Question:
Answer:
A Catholic must be a Catholic. The categories of conservative and liberal are loose, and Catholic positions, at least in the United States, could fall on either side, depending on the issue. There really are no longer any Catholic political parties in Europe, except perhaps in some countries such as Poland or Slovakia. But in the United States and the United Kingdom, for example, there have never been any parties that present a fully Catholic perspective. So Catholics must choose based on their prudent judgment of which parties or candidates are most compatible with Christian moral teaching.

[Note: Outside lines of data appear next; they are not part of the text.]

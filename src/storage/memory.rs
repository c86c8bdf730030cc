//! In-process [`KeyValueStore`]. Each primitive runs under one shard lock;
//! expired keys are dropped when next touched.

use std::collections::HashMap;
use std::time::{Duration, Instant};

use async_trait::async_trait;
use dashmap::DashMap;

use super::{GeoMember, KeyValueStore, Result, StorageError};
use crate::geo::{haversine_m, DistanceUnit, Point};

const MAX_GEO_LAT: f64 = 85.051_128_78;

#[derive(Debug)]
enum Value {
    Str(String),
    Geo(HashMap<String, Point>),
    Sorted(HashMap<String, f64>),
}

impl Value {
    fn is_empty_collection(&self) -> bool {
        match self {
            Value::Str(_) => false,
            Value::Geo(members) => members.is_empty(),
            Value::Sorted(members) => members.is_empty(),
        }
    }
}

#[derive(Debug)]
struct Entry {
    value: Value,
    expires_at: Option<Instant>,
}

impl Entry {
    fn persistent(value: Value) -> Self {
        Self {
            value,
            expires_at: None,
        }
    }

    fn is_expired(&self, now: Instant) -> bool {
        self.expires_at.is_some_and(|at| at <= now)
    }
}

#[derive(Debug, Default)]
pub struct MemoryStore {
    entries: DashMap<String, Entry>,
}

impl MemoryStore {
    pub fn new() -> Self {
        Self::default()
    }

    /// Number of live keys, expired ones excluded.
    pub fn key_count(&self) -> usize {
        let now = Instant::now();
        self.entries
            .iter()
            .filter(|entry| !entry.value().is_expired(now))
            .count()
    }

    fn purge_expired(&self, key: &str) {
        let now = Instant::now();
        self.entries.remove_if(key, |_, entry| entry.is_expired(now));
    }

    fn drop_if_empty(&self, key: &str) {
        self.entries
            .remove_if(key, |_, entry| entry.value.is_empty_collection());
    }

    fn wrong_type(key: &str) -> StorageError {
        StorageError::WrongType {
            key: key.to_string(),
        }
    }
}

#[async_trait]
impl KeyValueStore for MemoryStore {
    async fn set(&self, key: &str, value: String, ttl: Option<Duration>) -> Result<()> {
        let entry = Entry {
            value: Value::Str(value),
            expires_at: ttl.map(|ttl| Instant::now() + ttl),
        };
        self.entries.insert(key.to_string(), entry);
        Ok(())
    }

    async fn get(&self, key: &str) -> Result<Option<String>> {
        self.purge_expired(key);
        match self.entries.get(key) {
            None => Ok(None),
            Some(entry) => match &entry.value {
                Value::Str(value) => Ok(Some(value.clone())),
                _ => Err(Self::wrong_type(key)),
            },
        }
    }

    async fn del(&self, key: &str) -> Result<bool> {
        self.purge_expired(key);
        Ok(self.entries.remove(key).is_some())
    }

    async fn incr(&self, key: &str) -> Result<i64> {
        self.purge_expired(key);
        let mut entry = self
            .entries
            .entry(key.to_string())
            .or_insert_with(|| Entry::persistent(Value::Str("0".to_string())));

        match &mut entry.value {
            Value::Str(raw) => {
                let current: i64 = raw.parse().map_err(|_| Self::wrong_type(key))?;
                let next = current
                    .checked_add(1)
                    .ok_or_else(|| StorageError::Backend(format!("increment of {key} overflows")))?;
                *raw = next.to_string();
                Ok(next)
            }
            _ => Err(Self::wrong_type(key)),
        }
    }

    async fn geo_add(&self, key: &str, member: &str, point: Point) -> Result<()> {
        if !(-MAX_GEO_LAT..=MAX_GEO_LAT).contains(&point.lat)
            || !(-180.0..=180.0).contains(&point.lng)
        {
            return Err(StorageError::Backend(format!(
                "invalid longitude,latitude pair {},{}",
                point.lng, point.lat
            )));
        }

        self.purge_expired(key);
        let mut entry = self
            .entries
            .entry(key.to_string())
            .or_insert_with(|| Entry::persistent(Value::Geo(HashMap::new())));

        match &mut entry.value {
            Value::Geo(members) => {
                members.insert(member.to_string(), point);
                Ok(())
            }
            _ => Err(Self::wrong_type(key)),
        }
    }

    async fn geo_radius(
        &self,
        key: &str,
        center: Point,
        radius: f64,
        unit: DistanceUnit,
    ) -> Result<Vec<GeoMember>> {
        self.purge_expired(key);
        let radius_m = unit.to_meters(radius);

        let mut found: Vec<GeoMember> = match self.entries.get(key) {
            None => return Ok(Vec::new()),
            Some(entry) => match &entry.value {
                Value::Geo(members) => members
                    .iter()
                    .filter_map(|(member, point)| {
                        let distance_m = haversine_m(&center, point);
                        (distance_m <= radius_m).then(|| GeoMember {
                            member: member.clone(),
                            point: *point,
                            distance: unit.from_meters(distance_m),
                        })
                    })
                    .collect(),
                _ => return Err(Self::wrong_type(key)),
            },
        };

        found.sort_by(|a, b| a.distance.total_cmp(&b.distance));
        Ok(found)
    }

    async fn geo_remove(&self, key: &str, member: &str) -> Result<bool> {
        self.purge_expired(key);
        let removed = match self.entries.get_mut(key) {
            None => return Ok(false),
            Some(mut entry) => match &mut entry.value {
                Value::Geo(members) => members.remove(member).is_some(),
                _ => return Err(Self::wrong_type(key)),
            },
        };

        self.drop_if_empty(key);
        Ok(removed)
    }

    async fn zadd(&self, key: &str, member: &str, score: f64) -> Result<()> {
        if score.is_nan() {
            return Err(StorageError::Backend("score is not a number".to_string()));
        }

        self.purge_expired(key);
        let mut entry = self
            .entries
            .entry(key.to_string())
            .or_insert_with(|| Entry::persistent(Value::Sorted(HashMap::new())));

        match &mut entry.value {
            Value::Sorted(members) => {
                members.insert(member.to_string(), score);
                Ok(())
            }
            _ => Err(Self::wrong_type(key)),
        }
    }

    async fn zrange_by_score(&self, key: &str, min: f64, max: f64) -> Result<Vec<String>> {
        self.purge_expired(key);
        let mut in_range: Vec<(String, f64)> = match self.entries.get(key) {
            None => return Ok(Vec::new()),
            Some(entry) => match &entry.value {
                Value::Sorted(members) => members
                    .iter()
                    .filter(|(_, score)| **score >= min && **score <= max)
                    .map(|(member, score)| (member.clone(), *score))
                    .collect(),
                _ => return Err(Self::wrong_type(key)),
            },
        };

        in_range.sort_by(|a, b| a.1.total_cmp(&b.1).then_with(|| a.0.cmp(&b.0)));
        Ok(in_range.into_iter().map(|(member, _)| member).collect())
    }

    async fn zrem(&self, key: &str, member: &str) -> Result<bool> {
        self.purge_expired(key);
        let removed = match self.entries.get_mut(key) {
            None => return Ok(false),
            Some(mut entry) => match &mut entry.value {
                Value::Sorted(members) => members.remove(member).is_some(),
                _ => return Err(Self::wrong_type(key)),
            },
        };

        self.drop_if_empty(key);
        Ok(removed)
    }

    async fn zrem_range_by_score(&self, key: &str, min: f64, max: f64) -> Result<u64> {
        self.purge_expired(key);
        let removed = match self.entries.get_mut(key) {
            None => return Ok(0),
            Some(mut entry) => match &mut entry.value {
                Value::Sorted(members) => {
                    let before = members.len();
                    members.retain(|_, score| *score < min || *score > max);
                    (before - members.len()) as u64
                }
                _ => return Err(Self::wrong_type(key)),
            },
        };

        self.drop_if_empty(key);
        Ok(removed)
    }

    async fn zcard(&self, key: &str) -> Result<u64> {
        self.purge_expired(key);
        match self.entries.get(key) {
            None => Ok(0),
            Some(entry) => match &entry.value {
                Value::Sorted(members) => Ok(members.len() as u64),
                _ => Err(Self::wrong_type(key)),
            },
        }
    }
}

This may not be as easy as it seems. For example: dropping an atomic bomb is the deliberate killing of hundreds of thousands of non-combatants—that is, innocent civilians—and is intrinsically wrong according to Catholic teaching. And yet you can find “pro-life” politicians and citizens who oppose abortion as the deliberate taking of innocent life but who try to justify the use of atomic weapons of mass destruction. The fact that most “pro-life” politicians would justify atomic weapons shows how hard it is to have a completely Catholic political profile in our country.
There are other issues that are also debatable from the Catholic point of view, but the life issues are the most obvious. In voting and in party allegiance, we simply have to do the best we can, trying sincerely to follow the whole teaching of the Church on the issues that face our society.